> **WORK TO BE COMPLETED**:
Every single entry needs to appear again exactly as given.

* * * * *

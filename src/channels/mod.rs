//! Channel handlers
//!
//! One [`ChannelHandler`] drives each tracker channel. It accepts pattern
//! rows through [`ChannelHandler::play_note`], advances instrument sequences
//! and effects once per tick in [`ChannelHandler::process_channel`], and
//! emits the resulting register writes in [`ChannelHandler::refresh_channel`].
//! The chip-specific register formats live in the voice types of [`nes`] and
//! [`expansion`].
//!
//! Pitch is tracked in a per-channel domain: a period for divider-based
//! channels, a frequency for accumulator-based ones (FDS, N163, VRC7, and
//! the noise channel's note index), or sixteenths of a semitone when linear
//! pitch is enabled. Slides, vibrato and fine pitch are expressed as "pitch
//! up" amounts and mapped onto that domain.

pub mod expansion;
pub mod nes;
pub mod sequence;

use crate::apu::ChipWriter;
use crate::chip::{ChannelType, Chip, ChipMask, TrackerChannel};
use crate::document::{Document, EffectKind, Note, NoteValue};
use crate::instrument::{ArpeggioMode, Instrument, SequenceKind};
use crate::tables::{NoteTable, PeriodTables, VibratoMode, VibratoTable, NOTE_RANGE};
use sequence::SequenceCursor;
use std::fmt::Write as _;
use std::sync::Arc;

/// Column volume is kept with three fractional bits so `Axy` slides are smooth
const VOL_SHIFT: i32 = 3;
const VOL_MAX: i32 = 0x7F;
const FINE_PITCH_CENTER: i32 = 0x80;
const ECHO_LENGTH: usize = 4;
const HIGHEST_NOTE: i32 = NOTE_RANGE as i32 - 1;

/// Everything a handler reads while processing a tick
pub struct TickContext<'a> {
    /// Source of instruments and samples
    pub document: &'a dyn Document,
    /// Period tables for the active machine
    pub tables: &'a PeriodTables,
    /// Vibrato/tremolo waveform
    pub vibrato: &'a VibratoTable,
    /// Linear pitch mode
    pub linear_pitch: bool,
    /// Active N163 channel count
    pub n163_channels: usize,
}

* * * * *

> **RESULT OF THE EXERCISE**:
filename src/channels/mod.rs
//! Channel handlers
//!
//! One [`ChannelHandler`] drives each tracker channel. It accepts pattern
//! rows through [`ChannelHandler::play_note`], advances instrument sequences
//! and effects once per tick in [`ChannelHandler::process_channel`], and
//! emits the resulting register writes in [`ChannelHandler::refresh_channel`].
//! The chip-specific register formats live in the voice types of [`nes`] and
//! [`expansion`].
//!
//! Pitch is tracked in a per-channel domain: a period for divider-based
//! channels, a frequency for accumulator-based ones (FDS, N163, VRC7, and
//! the noise channel's note index), or sixteenths of a semitone when linear
//! pitch is enabled. Slides, vibrato and fine pitch are expressed as "pitch
//! up" amounts and mapped onto that domain.

pub mod expansion;
pub mod nes;
pub mod sequence;

use crate::apu::ChipWriter;
use crate::chip::{ChannelType, Chip, ChipMask, TrackerChannel};
use crate::document::{Document, EffectKind, Note, NoteValue};
use crate::instrument::{ArpeggioMode, Instrument, SequenceKind};
use crate::tables::{NoteTable, PeriodTables, VibratoMode, VibratoTable, NOTE_RANGE};
use sequence::SequenceCursor;
use std::fmt::Write as _;
use std::sync::Arc;

/// Column volume is kept with three fractional bits so `Axy` slides are smooth
const VOL_SHIFT: i32 = 3;
const VOL_MAX: i32 = 0x7F;
const FINE_PITCH_CENTER: i32 = 0x80;
const ECHO_LENGTH: usize = 4;
const HIGHEST_NOTE: i32 = NOTE_RANGE as i32 - 1;

/// Everything a handler reads while processing a tick
pub struct TickContext<'a> {
    /// Source of instruments and samples
    pub document: &'a dyn Document,
    /// Period tables for the active machine
    pub tables: &'a PeriodTables,
    /// Vibrato/tremolo waveform
    pub vibrato: &'a VibratoTable,
    /// Linear pitch mode
    pub linear_pitch: bool,
    /// Active N163 channel count
    pub n163_channels: usize,
}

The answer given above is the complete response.